(Data records)
-- -- --

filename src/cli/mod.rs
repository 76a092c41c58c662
pub mod commands;
pub mod config;
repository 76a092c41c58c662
use std::path::PathBuf;

use clap::{Parser, Subcommand};
use serde::{Deserialize, Serialize};

use crate::extract::extractor::ExtractConfig;
use crate::scan::scanner::ScannerConfig;

// ============================================================================
// CLI Argument Parsing (clap derive)
// ============================================================================

#[derive(Parser, Debug)]
#[command(
    name = "template-fields",
    version,
    about = "Extract form field metadata from Angular/Kendo component templates"
)]
pub struct Cli {
    #[command(subcommand)]
    pub command: Commands,

    /// Verbosity level (-v, -vv, -vvv)
    #[arg(short, long, action = clap::ArgAction::Count, global = true)]
    pub verbose: u8,

    /// Only log errors
    #[arg(short, long, global = true)]
    pub quiet: bool,

    /// Path to config file (default: template-fields.yaml in current dir)
    #[arg(long, global = true)]
    pub config: Option<String>,
}

#[derive(Subcommand, Debug)]
pub enum Commands {
    /// Scan a directory of templates and export every field as JSON
    Scan {
        /// Directory to scan
        #[arg(long)]
        root: Option<String>,

        /// Template file extension
        #[arg(long = "ext")]
        extension: Option<String>,

        /// Output file, or - for stdout
        #[arg(short, long)]
        output: Option<String>,

        /// Pretty-print the JSON output
        #[arg(long)]
        pretty: bool,

        /// Maximum directory depth
        #[arg(long)]
        max_depth: Option<usize>,
    },

    /// Extract the fields of a single template and print them as JSON
    Extract {
        /// Template file
        #[arg(long)]
        file: String,

        /// Pretty-print the JSON output
        #[arg(long)]
        pretty: bool,
    },
}

// ============================================================================
// Config File Model (optional YAML)
// ============================================================================

/// Optional YAML config file: `template-fields.yaml`
#[derive(Debug, Clone, Default, Serialize, Deserialize)]
pub struct AppConfig {
    #[serde(default)]
    pub scan: ScanConfig,
    #[serde(default)]
    pub export: ExportConfig,
    #[serde(default)]
    pub extract: ExtractConfig,
    #[serde(default)]
    pub log_level: Option<String>,
}

#[derive(Debug, Clone, Serialize, Deserialize)]
pub struct ScanConfig {
    #[serde(default = "default_root")]
    pub root: String,

    #[serde(default = "default_extension")]
    pub extension: String,

    #[serde(default)]
    pub max_depth: Option<usize>,

    #[serde(default = "default_true")]
    pub skip_hidden: bool,
}

impl Default for ScanConfig {
    fn default() -> Self {
        Self {
            root: default_root(),
            extension: default_extension(),
            max_depth: None,
            skip_hidden: true,
        }
    }
}

#[derive(Debug, Clone, Serialize, Deserialize)]
pub struct ExportConfig {
    #[serde(default = "default_output")]
    pub output: String,

    #[serde(default)]
    pub pretty: bool,
}

impl Default for ExportConfig {
    fn default() -> Self {
        Self {
            output: default_output(),
            pretty: false,
        }
    }
}

// Serde default helpers
fn default_root() -> String { "app".to_string() }
fn default_extension() -> String { "html".to_string() }
fn default_output() -> String { "fields.json".to_string() }
fn default_true() -> bool { true }

// ============================================================================
// Config File Loading
// ============================================================================

pub const DEFAULT_CONFIG_PATH: &str = "template-fields.yaml";

/// Load config from a YAML file. Returns defaults if file is missing or malformed.
pub fn load_config(path: Option<&str>) -> AppConfig {
    let config_path = path.unwrap_or(DEFAULT_CONFIG_PATH);
    match std::fs::read_to_string(config_path) {
        Ok(content) => serde_yaml::from_str(&content).unwrap_or_else(|e| {
            eprintln!("Warning: ignoring malformed config file '{}': {}", config_path, e);
            AppConfig::default()
        }),
        Err(_) => AppConfig::default(),
    }
}

// ============================================================================
// Config Builders (merge CLI args with config file)
// ============================================================================

/// Build a ScannerConfig: CLI value when given, config file otherwise.
pub fn build_scanner_config(
    config: &ScanConfig,
    root: Option<&str>,
    extension: Option<&str>,
    max_depth: Option<usize>,
) -> ScannerConfig {
    ScannerConfig {
        root: PathBuf::from(root.unwrap_or(&config.root)),
        extension: extension.unwrap_or(&config.extension).to_string(),
        max_depth: max_depth.or(config.max_depth),
        skip_hidden: config.skip_hidden,
    }
}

-- -- --

Each line in the listing above is to be returned unchanged.

filename src/cli/mod.rs
repository 76a092c41c58c662
pub mod commands;
pub mod config;
repository 76a092c41c58c662
use std::path::PathBuf;

use clap::{Parser, Subcommand};
use serde::{Deserialize, Serialize};

use crate::extract::extractor::ExtractConfig;
use crate::scan::scanner::ScannerConfig;

// ============================================================================
// CLI Argument Parsing (clap derive)
// ============================================================================

#[derive(Parser, Debug)]
#[command(
    name = "template-fields",
    version,
    about = "Extract form field metadata from Angular/Kendo component templates"
)]
pub struct Cli {
    #[command(subcommand)]
    pub command: Commands,

    /// Verbosity level (-v, -vv, -vvv)
    #[arg(short, long, action = clap::ArgAction::Count, global = true)]
    pub verbose: u8,

    /// Only log errors
    #[arg(short, long, global = true)]
    pub quiet: bool,

    /// Path to config file (default: template-fields.yaml in current dir)
    #[arg(long, global = true)]
    pub config: Option<String>,
}

#[derive(Subcommand, Debug)]
pub enum Commands {
    /// Scan a directory of templates and export every field as JSON
    Scan {
        /// Directory to scan
        #[arg(long)]
        root: Option<String>,

        /// Template file extension
        #[arg(long = "ext")]
        extension: Option<String>,

        /// Output file, or - for stdout
        #[arg(short, long)]
        output: Option<String>,

        /// Pretty-print the JSON output
        #[arg(long)]
        pretty: bool,

        /// Maximum directory depth
        #[arg(long)]
        max_depth: Option<usize>,
    },

    /// Extract the fields of a single template and print them as JSON
    Extract {
        /// Template file
        #[arg(long)]
        file: String,

        /// Pretty-print the JSON output
        #[arg(long)]
        pretty: bool,
    },
}

// ============================================================================
// Config File Model (optional YAML)
// ============================================================================

/// Optional YAML config file: `template-fields.yaml`
#[derive(Debug, Clone, Default, Serialize, Deserialize)]
pub struct AppConfig {
    #[serde(default)]
    pub scan: ScanConfig,
    #[serde(default)]
    pub export: ExportConfig,
    #[serde(default)]
    pub extract: ExtractConfig,
    #[serde(default)]
    pub log_level: Option<String>,
}

#[derive(Debug, Clone, Serialize, Deserialize)]
pub struct ScanConfig {
    #[serde(default = "default_root")]
    pub root: String,

    #[serde(default = "default_extension")]
    pub extension: String,

    #[serde(default)]
    pub max_depth: Option<usize>,

    #[serde(default = "default_true")]
    pub skip_hidden: bool,
}

impl Default for ScanConfig {
    fn default() -> Self {
        Self {
            root: default_root(),
            extension: default_extension(),
            max_depth: None,
            skip_hidden: true,
        }
    }
}

#[derive(Debug, Clone, Serialize, Deserialize)]
pub struct ExportConfig {
    #[serde(default = "default_output")]
    pub output: String,

    #[serde(default)]
    pub pretty: bool,
}

impl Default for ExportConfig {
    fn default() -> Self {
        Self {
            output: default_output(),
            pretty: false,
        }
    }
}

// Serde default helpers
fn default_root() -> String { "app".to_string() }
fn default_extension() -> String { "html".to_string() }
fn default_output() -> String { "fields.json".to_string() }
fn default_true() -> bool { true }

// ============================================================================
// Config File Loading
// ============================================================================

pub const DEFAULT_CONFIG_PATH: &str = "template-fields.yaml";

/// Load config from a YAML file. Returns defaults if file is missing or malformed.
pub fn load_config(path: Option<&str>) -> AppConfig {
    let config_path = path.unwrap_or(DEFAULT_CONFIG_PATH);
    match std::fs::read_to_string(config_path) {
        Ok(content) => serde_yaml::from_str(&content).unwrap_or_else(|e| {
            eprintln!("Warning: ignoring malformed config file '{}': {}", config_path, e);
            AppConfig::default()
        }),
        Err(_) => AppConfig::default(),
    }
}

// ============================================================================
// Config Builders (merge CLI args with config file)
// ============================================================================

/// Build a ScannerConfig: CLI value when given, config file otherwise.
pub fn build_scanner_config(
    config: &ScanConfig,
    root: Option<&str>,
    extension: Option<&str>,
    max_depth: Option<usize>,
) -> ScannerConfig {
    ScannerConfig {
        root: PathBuf::from(root.unwrap_or(&config.root)),
        extension: extension.unwrap_or(&config.extension).to_string(),
        max_depth: max_depth.or(config.max_depth),
        skip_hidden: config.skip_hidden,
    }
}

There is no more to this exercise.